Oro e identità: la tradizione orafa campana nel progetto Galic
Redazione – Una giornata davvero importante oggi a palazzo Corigliano dell’Università L’Orientale di Napoli. Tale incontro non rappresenta soltanto un appuntamento scientifico, ma un’occasione preziosa di dialogo tra ricerca, storia e territorio. Il progetto GALIC (The Goldsmith’s Art: Linguistic and Intercultural heritage), i cui risultati sono presentati oggi, nasce nell’ambito dei PRIN finanziati dal PNRR e coinvolge tre importanti realtà accademiche della nostra regione: l’Università di Napoli L’Orientale, rappresentata qui dalla coordinatrice scientifica del progetto, Jana Altmanova; l’Università degli Studi di Napoli Parthenope, con Maria Giovanna Petrillo e l’Università di Napoli Suor Orsola Benincasa, con Emilia Di Martino.
La Campania vanta una tradizione orafa che non ha eguali: una tradizione che parla di spiritualità, di identità, di memoria collettiva. Ogni gioiello, ogni manufatto, è un racconto inciso nel metallo prezioso. É un frammento di storia che attraversa i secoli, dalle influenze francesi introdotte nel XIV secolo alla straordinaria stagione inaugurata nel 1805 con la prima fabbrica di corallo di Torre del Greco. “Nondimeno, Napoli e Caserta, poli storici di questa arte, continuano, ancora oggi, a essere luoghi in cui tecnica, creatività e simbolismo si intrecciano in modo unico” – spiega Alrmanova.
Se, per secoli, il sapere orafo è stato tramandato oralmente, da maestro ad apprendista, oggi, però, i cambiamenti sociali, linguistici e produttivi rischiano di disperdere un’eredità culturale che merita di essere preservata e resa accessibile.
È qui che il progetto GALIC interviene con forza e visione cercando di evitare questa possibile lacuna attraverso un approccio innovativo, capace di unire ricerca linguistico-letteraria, studio delle tradizioni, analisi interculturale e tecnologie digitali. In collaborazione con realtà come il Consorzio Antico Borgo Orefici – presente infatti al simposio il presidente, Roberto De Laurentis- e con partner internazionali, il gruppo di ricerca ha costruito un corpus trilingue – in francese, inglese e italiano – che comprende biografie e materiali storici, manuali tecnici, cataloghi, opere letterarie, biografie di artisti e altri materiali che coprono un arco temporale dalla seconda metà dell’Ottocento fino alle più recenti risorse disponibili in open access.

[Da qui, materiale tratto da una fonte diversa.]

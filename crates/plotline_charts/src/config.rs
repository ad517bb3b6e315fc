//! TOML chart configuration.
//!
//! ```toml
//! [metadata]
//! title = "Steps"
//! subtitle = "Last week"
//!
//! [chart_style]
//! info_box_placement = "header"
//! touch_unit = { suffix = "steps" }
//!
//! [extra_line]
//! line_type = "stepped"
//! line_colour = { type = "colour", colour = "#34c759" }
//! ```

use std::fs;
use std::path::Path;

use anyhow::{Context, Result};
use serde::{Deserialize, Serialize};

use crate::extra_line::ExtraLineStyle;
use crate::model::{ChartMetadata, ChartModel, ChartStyle};

/// Styling for a chart and its optional extra line. Omitted keys take their
/// defaults.
#[derive(Clone, Debug, Default, PartialEq, Serialize, Deserialize)]
#[serde(default)]
pub struct ChartConfig {
    pub metadata: ChartMetadata,
    pub chart_style: ChartStyle,
    pub extra_line: Option<ExtraLineStyle>,
}

impl ChartConfig {
    pub fn from_toml_str(content: &str) -> Result<Self> {
        toml::from_str(content).context("Failed to parse chart configuration")
    }

    pub fn load(path: &Path) -> Result<Self> {
        let content = fs::read_to_string(path)
            .with_context(|| format!("Failed to read {}", path.display()))?;
        toml::from_str(&content).with_context(|| format!("Failed to parse {}", path.display()))
    }

    /// Apply the metadata and chart style to `model`.
    pub fn apply_to(&self, model: &mut ChartModel) {
        model.metadata = self.metadata.clone();
        model.chart_style = self.chart_style.clone();
    }
}
use std::{path::PathBuf, sync::Arc};

use serde::Deserialize;

use crate::{MemoryMessageStore, SqliteMessageStore, r#trait::MessageStore};

/// Which message store backs the process.
///
/// # Examples
///
/// SQLite file (production):
/// ```ron
/// Herald (
///     store: Sqlite (
///         path: "/var/lib/herald/messages.db",
///     ),
/// )
/// ```
///
/// In-memory, optionally bounded:
/// ```ron
/// Herald (
///     store: Memory (
///         capacity: Some(1000),
///     ),
/// )
/// ```
#[derive(Debug, Clone, PartialEq, Eq, Deserialize)]
pub enum StoreConfig {
    Memory {
        /// Maximum number of messages to hold (omit for unlimited)
        #[serde(default)]
        capacity: Option<usize>,
    },
    Sqlite {
        #[serde(default = "default_sqlite_path")]
        path: PathBuf,
    },
}

fn default_sqlite_path() -> PathBuf {
    PathBuf::from("/var/lib/herald/messages.db")
}

impl Default for StoreConfig {
    fn default() -> Self {
        Self::Sqlite {
            path: default_sqlite_path(),
        }
    }
}

impl StoreConfig {
    /// Build the configured store.
    ///
    /// # Errors
    /// Returns an error if the SQLite database cannot be opened.
    pub async fn into_store(self) -> crate::Result<Arc<dyn MessageStore>> {
        Ok(match self {
            Self::Memory { capacity: None } => Arc::new(MemoryMessageStore::new()),
            Self::Memory {
                capacity: Some(capacity),
            } => Arc::new(MemoryMessageStore::with_capacity(capacity)),
            Self::Sqlite { path } => Arc::new(SqliteMessageStore::open(path).await?),
        })
    }
}

#[cfg(test)]
#[allow(clippy::unwrap_used, clippy::expect_used)]
mod tests {
    use pretty_assertions::assert_eq;

    use super::*;

    #[test]
    fn parses_both_variants() {
        let memory: StoreConfig = ron::from_str("Memory(capacity: Some(10))").unwrap();
        assert_eq!(memory, StoreConfig::Memory { capacity: Some(10) });

        let unbounded: StoreConfig = ron::from_str("Memory(capacity: None)").unwrap();
        assert_eq!(unbounded, StoreConfig::Memory { capacity: None });

        let sqlite: StoreConfig = ron::from_str(r#"Sqlite(path: "/tmp/h.db")"#).unwrap();
        assert_eq!(
            sqlite,
            StoreConfig::Sqlite {
                path: PathBuf::from("/tmp/h.db")
            }
        );
    }

    #[tokio::test]
    async fn memory_config_builds_a_bounded_store() {
        let store = StoreConfig::Memory { capacity: Some(0) }
            .into_store()
            .await
            .unwrap();

        let err = store
            .create_message(crate::NewMessage::new("x", "+1"))
            .await
            .unwrap_err();
        assert!(matches!(err, crate::StoreError::Capacity { limit: 0 }));
    }
}
use thiserror::Error;

/// Failures reported by a cache backend.
///
/// Callers on the delivery path treat every variant as a soft failure.
#[derive(Debug, Error)]
pub enum CacheError {
    /// The backend cannot serve the request right now (full, unreachable).
    #[error("Cache unavailable: {0}")]
    Unavailable(String),

    /// A cached value could not be encoded or decoded.
    #[error("Cache serialization error: {0}")]
    Serialization(#[from] serde_json::Error),

    #[error("Internal cache error: {0}")]
    Internal(String),
}

pub type Result<T> = std::result::Result<T, CacheError>;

Tale corpus amplierà così il Dictionnaire de l’orfèvrerie. Termes, cultures, traditions, un’opera del 2019 curata da Jana Altmanova insieme ad altri studiosi del gruppo di ricerca GALIC, che diventerà così un dizionario enciclopedico trilingue online, in open access, arricchito da nuovi contenuti e destinato a studiosi, artigiani, esperti del settore ma anche ad appassionati.
Accanto alla dimensione storica, culturale e linguistica, GALIC guarda, infatti, anche al presente e al futuro del settore, analizzando le strategie comunicative e identitarie delle aziende del distretto orafo campano, con l’obiettivo di rafforzarne la visibilità e la competitività in un mercato sempre più globale. La piattaforma digitale e le risorse prodotte non sono pensate esclusivamente per la comunità accademica, ma anche per un pubblico più ampio, con l’obiettivo di promuovere la conoscenza interculturale dell’oreficeria e di valorizzare l’oreficeria campana come espressione di eccellenza artistica e culturale a livello internazionale.
Segue la giornata un workshop il giorno 11 febbraio che approfondirà gli approcci digitali e interdisciplinari per la conservazione e la valorizzazione del patrimonio linguistico e interculturale.